Man kommt schnell in die Geschichte hinein, weil diese mit dem Leichenfund und mit der Einführung der ersten Hauptperson beginnt: Jean Michael Cardell, ein einarmiger Veteran, der sein Geld als Stadtknecht verdient, auch wenn er nicht gut in diesem Job ist. Die zweite Hauptperson ist Cecil Winge, ein Anwalt mit einer tödlichen Erkrankung, der diesen Mordfall von einem Freund vermittelt bekommt.
Ich habe mich tatsächlich echt schwer mit der Genreeinordnung des Buches getan: Natürlich geht es um einen Mordfall, aber eben nicht nur. Das Buch teilt sich in 4 Kapitel auf: Im ersten geht es um den Leichenfund und die Ermittlungen des ungleichen Duos in der dritten Person Singular. Im zweiten schreibt ein zunächst unbekannter Erzähler Briefe an seine Schwester und man erfährt erst nach und nach, was er mit dem Mordfall zu tun hat, nachdem der Leser (oder ich in diesem Fall) zunächst in die Irre über die Rolle dieser Figur geführt wird. Im dritten geht es um ein junges Mädchen, das völlig zu Unrecht wegen Hurerei und Unzucht zu einer Strafe in einem Spinnhaus verurteilt wird und anschließend flieht. Und im letzten Teil geht es schließlich wieder um Cardell und Winge, die diesen Fall abschließen. Gerade der dritte Teil hatte nur indirekt etwas mit dem Mordfall zu tun, aber war doch interessant zu lesen.
Aber man sollte nicht zu feinfühlig für dieses Buch sein: Das Opfer stirbt scheußlich und erleidet davor auch noch monatelang Qualen, die der Autor detailliert beschreibt. Auch andere Figuren leiden ziemlich und die Stimmung ist generell sehr düster in dem Buch. Dennoch hat mir das Buch gut gefallen. Der Vergleich zu "The Alienist", wie oben genannt, ist tatsächlich passend. Mir sind beim Lesen auch die Cormoran Strike-Bücher von Robert Galbraith in den Sinn gekommen. Es sind zwar schon alles Mordfälle, die aufgeklärt werden, aber die drei Autoren legen Wert auf Details.

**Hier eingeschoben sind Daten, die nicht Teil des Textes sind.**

impl ApiClient {
    /// Create a new API client rooted at `base_url` (e.g. `http://localhost:4000/api`).
    pub fn new(base_url: &str, timeout: Duration) -> Result<Self> {
        let base_url = Url::parse(base_url)
            .with_context(|| format!("Invalid API base URL '{}'", base_url))?;
        if base_url.cannot_be_a_base() {
            anyhow::bail!("API base URL '{}' cannot carry a path", base_url);
        }

        let client = Client::builder().timeout(timeout).build()?;

        Ok(Self {
            client,
            base_url,
            token: None,
        })
    }

    pub fn from_config(config: &Config) -> Result<Self> {
        Self::new(&config.api_url(), config.request_timeout())
    }

    pub fn base_url(&self) -> &Url {
        &self.base_url
    }

    /// Set the bearer token for authenticated requests
    pub fn set_token(&mut self, token: String) {
        self.token = Some(token);
    }

    pub fn clear_token(&mut self) {
        self.token = None;
    }

    pub fn token(&self) -> Option<&str> {
        self.token.as_deref()
    }

    /// Create a new ApiClient with the given token, sharing the connection pool.
    pub fn with_token(&self, token: String) -> Self {
        Self {
            client: self.client.clone(),
            base_url: self.base_url.clone(),
            token: Some(token),
        }
    }

    /// Join path segments onto the base URL. Segments are percent-encoded individually.
    fn endpoint(&self, segments: &[&str]) -> Result<Url> {
        let mut url = self.base_url.clone();
        url.path_segments_mut()
            .map_err(|_| anyhow::anyhow!("API base URL '{}' cannot carry a path", self.base_url))?
            .pop_if_empty()
            .extend(segments);
        Ok(url)
    }

    fn auth_headers(&self) -> Result<header::HeaderMap> {
        let mut headers = header::HeaderMap::new();
        if let Some(ref token) = self.token {
            headers.insert(
                header::AUTHORIZATION,
                header::HeaderValue::from_str(&format!("Bearer {}", token))?,
            );
        }
        Ok(headers)
    }

    /// Check if response is successful, returning an error with body if not.
    async fn check_response(response: reqwest::Response) -> Result<reqwest::Response> {
        if response.status().is_success() {
            Ok(response)
        } else {
            let status = response.status();
            let body = response.text().await.unwrap_or_default();
            debug!(status = %status, "Request failed");
            Err(ApiError::from_status(status, &body).into())
        }
    }

    async fn send<T: DeserializeOwned>(&self, request: reqwest::RequestBuilder, url: &Url) -> Result<T> {
        let response = request
            .headers(self.auth_headers()?)
            .send()
            .await
            .map_err(ApiError::from)
            .with_context(|| format!("Failed to send request to {}", url))?;

        let response = Self::check_response(response).await?;
        response
            .json()
            .await
            .with_context(|| format!("Failed to parse JSON response from {}", url))
    }

    async fn get<T: DeserializeOwned>(&self, url: Url) -> Result<T> {
        debug!(url = %url, "GET");
        self.send(self.client.get(url.clone()), &url).await
    }

    async fn post<T: DeserializeOwned, B: Serialize>(&self, url: Url, body: &B) -> Result<T> {
        debug!(url = %url, "POST");
        self.send(self.client.post(url.clone()).json(body), &url).await
    }

    async fn put<T: DeserializeOwned, B: Serialize>(&self, url: Url, body: &B) -> Result<T> {
        debug!(url = %url, "PUT");
        self.send(self.client.put(url.clone()).json(body), &url).await
    }

    async fn delete<T: DeserializeOwned>(&self, url: Url) -> Result<T> {
        debug!(url = %url, "DELETE");
        self.send(self.client.delete(url.clone()), &url).await
    }

    // ===== Authentication =====

    /// Register a new account. The form is validated locally first and
    /// rejected with `ApiError::Validation` without a round trip.
    pub async fn register(&self, form: &RegistrationForm) -> Result<AuthResponse> {
        let errors = form.validate();
        if !errors.is_empty() {
            return Err(ApiError::Validation {
                message: "Validation failed".to_string(),
                errors,
            }
            .into());
        }
        self.post(self.endpoint(&["auth", "register"])?, form).await
    }

    pub async fn login(&self, email: &str, password: &str) -> Result<AuthResponse> {
        let credentials = Credentials { email, password };
        self.post(self.endpoint(&["auth", "login"])?, &credentials).await
    }

    /// Check the current bearer token against the server.
    pub async fn verify_token(&self) -> Result<VerifyResponse> {
        if self.token.is_none() {
            return Err(ApiError::Unauthorized("No token provided".to_string()).into());
        }
        self.get(self.endpoint(&["auth", "verify"])?).await
    }

    // ===== Profile =====

    pub async fn fetch_profile(&self) -> Result<Profile> {
        self.get(self.endpoint(&["profile"])?).await
    }

    pub async fn update_profile(&self, update: &ProfileUpdate) -> Result<Profile> {
        self.put(self.endpoint(&["profile"])?, update).await
    }

    // ===== Events =====

    /// Fetch one page of events. Older backends return a bare array, which is
    /// wrapped as a single page.
    pub async fn fetch_events(&self, filters: &EventFilters) -> Result<EventPage> {
        filters.validate()?;

        let mut url = self.endpoint(&["events"])?;
        url.query_pairs_mut().extend_pairs(filters.to_query_pairs());
        debug!(url = %url, "GET");

        let response = self
            .client
            .get(url.clone())
            .headers(self.auth_headers()?)
            .send()
            .await
            .map_err(ApiError::from)
            .context("Failed to fetch events")?;
        let response = Self::check_response(response).await?;
        let text = response.text().await.context("Failed to read events response body")?;

        if let Ok(page) = serde_json::from_str::<EventPage>(&text) {
            debug!(count = page.events.len(), total = page.pagination.total_events, "Parsed events page");
            return Ok(page);
        }
        if let Ok(events) = serde_json::from_str::<Vec<Event>>(&text) {
            debug!(count = events.len(), "Parsed events as direct array");
            return Ok(EventPage::unpaged(events));
        }

        warn!(url = %url, "Failed to parse events response");
        Err(ApiError::InvalidResponse(format!(
            "Unexpected events payload: {}",
            truncate_string(&text, 200)
        ))
        .into())
    }

    pub async fn fetch_event(&self, id: &str) -> Result<Event> {
        self.get(self.endpoint(&["events", id])?).await
    }

    pub async fn fetch_categories(&self) -> Result<Vec<String>> {
        self.get(self.endpoint(&["events", "categories"])?).await
    }

    pub async fn fetch_locations(&self) -> Result<Vec<String>> {
        self.get(self.endpoint(&["events", "locations"])?).await
    }

    /// Categories and locations for the filter picker, fetched concurrently.
    pub async fn fetch_filter_options(&self) -> Result<(Vec<String>, Vec<String>)> {
        futures::try_join!(self.fetch_categories(), self.fetch_locations())
    }

    pub async fn create_event(&self, event: &NewEvent) -> Result<Event> {
        self.post(self.endpoint(&["events"])?, event).await
    }

    pub async fn update_event(&self, id: &str, update: &EventUpdate) -> Result<Event> {
        self.put(self.endpoint(&["events", id])?, update).await
    }

    pub async fn delete_event(&self, id: &str) -> Result<MessageResponse> {
        self.delete(self.endpoint(&["events", id])?).await
    }

    // ===== Announcements =====

    pub async fn fetch_announcements(&self) -> Result<Vec<Announcement>> {
        self.get(self.endpoint(&["announcements"])?).await
    }

    pub async fn create_announcement(&self, announcement: &NewAnnouncement) -> Result<Announcement> {
        self.post(self.endpoint(&["announcements"])?, announcement).await
    }

    // ===== Favorites =====

    pub async fn fetch_favorites(&self) -> Result<Vec<FavoriteEvent>> {
        self.get(self.endpoint(&["favorites"])?).await
    }

    pub async fn add_favorite(&self, event_id: &str) -> Result<AddFavoriteResponse> {
        self.post(self.endpoint(&["favorites", event_id])?, &serde_json::json!({}))
            .await
    }

    pub async fn remove_favorite(&self, event_id: &str) -> Result<MessageResponse> {
        self.delete(self.endpoint(&["favorites", event_id])?).await
    }

    pub async fn check_favorite(&self, event_id: &str) -> Result<FavoriteStatus> {
        self.get(self.endpoint(&["favorites", "check", event_id])?).await
    }

    // ===== Tickets & notifications =====

    pub async fn check_in(&self, ticket_id: &str) -> Result<CheckinResponse> {
        self.post(self.endpoint(&["tickets", "checkin"])?, &CheckinRequest { ticket_id })
            .await
    }

    pub async fn register_push_token(&self, push_token: &str, platform: &str) -> Result<MessageResponse> {
        let body = PushTokenRequest { push_token, platform };
        self.post(self.endpoint(&["notifications", "push-token"])?, &body)
            .await
    }
}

Ich habe dennoch etwas Kritik anzumerken: Es war zum Ende hin doch sehr unrealistisch, dass der todkranke Winge, der kurz zuvor noch kaum mehr geatmet hat, plötzlich aus seinem Sterbebett springt, stundenlang durch den Schnee stapft und jede Menge Alkohol in sich kippt. Im Vergleich zu den anderen Figuren ist er zudem zu kurz gekommen, so dass er sein Charakter etwas blass für mich blieb. Ich fand zudem den dritten Teil über Anna Stina interessant zu lesen, aber ich habe mich dabei die ganze Zeit gefragt, was es mit dem Mordfall zu tun hat. Man hätte das entweder etwas kürzen oder die Inhaltsangabe etwas anpassen sollen. Auch die Auflösung fand ich nicht ganz gelungen:
Der Drahtzieher wollte für diesen Mord verurteilt werden, weil er hoffte, dass er dadurch auch in Stockholm eine blutige Revolution wie in Paris auslösen könnte. Und dann gibt er diesen Plan sofort auf, weil Winge ihm vorgegaukelt hat, dass das Opfer ihn nicht hintergangen hat? Das habe ich im Hinblick auf seinen Charakter nicht wirklich nachvollziehen können.
Aber nichts destotrotz ist es ein gelungenes Debüt mit viel Liebe zum Detail. Ich würde auch ein zweites Buch mit diesem Ermittlerduo lesen, auch wenn das wohl nicht geplant ist, sonst wäre Winge ja nicht todkrank.